I want to be that girly!
Gatekeep me!
I know what it’s like to fall in love with Chappell Roan before she was big, and then cringe at myself when the mirror of some basic person doing the HOT-TO-GO dance with the flare of a jar of mayonnaise. I’m also self aware enough to know that what I’m cringing at is not that person who’s living their best life, but rather the knowledge that it’s a mirror into my own jar of mayonnaise that I keep dumping spoonfuls of sprinkles and edible glitter in hopes of it one day having something that people will mistake as a personality. It’s the same way that I feel when I see myself posting reels in the desperation that someone will see me and see themselves enough to keep staring into the mirror that I’m trying to hold up to them.
But if I keep being me, and putting me into these songs, and putting me into the promotion, then I know that I’ll be able to live with that. And sure, I’ll slip up, and will undoubtedly cringe at parts of the journey. I’ll also inevitably slip up and forget that the metrics of streams and views have zero impact on me intrinsically as a human. I’ll let them hurt my feelings. And maybe one day I’ll reach a wide enough impact that the comments sections will have a similar impact. And that’s going to suck.
But I’ll be lucky if it sucks. Because it means that my music is reaching people.

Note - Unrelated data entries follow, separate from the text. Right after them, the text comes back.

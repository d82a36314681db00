use anyhow::{Context, Result};
use tracing::debug;

use schemegen_core::{FileLines, GeneratorInputs, Lines, Project};

use crate::cli::InputArgs;

/// Reads the project model and every line file named on the command line
pub fn load_inputs(inputs: InputArgs) -> Result<GeneratorInputs> {
    let project = Project::load_from_file(&inputs.project).with_context(|| {
        format!(
            "Failed to load project model from {}",
            inputs.project.display()
        )
    })?;

    let args_env = read_lines(&inputs.args_env_file)?;
    let execution_actions = read_lines(&inputs.execution_actions_file)?;

    inputs
        .target_args_env
        .validate()
        .context("Invalid target arguments and environment")?;
    let target_args_env = match &inputs.target_args_env_file {
        Some(path) => {
            let lines = read_lines(path)?;
            inputs
                .target_args_env
                .calculate(&lines.description, &lines.lines)
        }
        None => inputs
            .target_args_env
            .calculate("<no --target-args-env-file>", &[]),
    }
    .context("Failed to decode target arguments and environment")?;

    debug!(
        "Loaded {} targets and {} custom scheme names",
        project.targets_by_id.len(),
        inputs.schemes.scheme_count()
    );

    Ok(GeneratorInputs {
        project,
        arguments: inputs.schemes,
        target_args_env,
        args_env,
        execution_actions,
    })
}

fn read_lines(path: &std::path::Path) -> Result<Lines> {
    Lines::read(&FileLines::new(path))
        .with_context(|| format!("Failed to read {}", path.display()))
}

I’ve spent so much of my life trying to be more palatable to the masses. Some of my biggest life regrets revolve around the ways in which I’ve dulled my sparkle due to safety, or job security, or making myself more “datable” to the wrong guy, or something similar. My sparkle is the best filter I have! My art isn’t for everyone in the way that I’m not for everyone. It’s actually the best filter I can ask for! If I’m too much for you, or you find my music offensive, that’s great! Now I know that I don’t have to waste any energy on you.
Of course that’s easy to say from the comfort of my keyboard, on a hammock in my back yard surrounded by my dogs. And I hope I can remember that sentiment when the day comes that my music reaches the wrong side of the internet.
How lucky we are to be seen. To be rejected. Because that is always a two-sided coin. I don’t want some shithead internet troll to see himself in my music. Because what does that make me? I want to be the good that I want to see in the world. And this is my small way of putting that out there for others to see. I want this feedback loop, both in and out of my algorithmic lives.
That’s what I’m doing here. Building the world that I want to see, and hopefully empowering others to do the same thing. Because I feel stir-crazy if I don’t! And because I’m LUCKY to get to do it!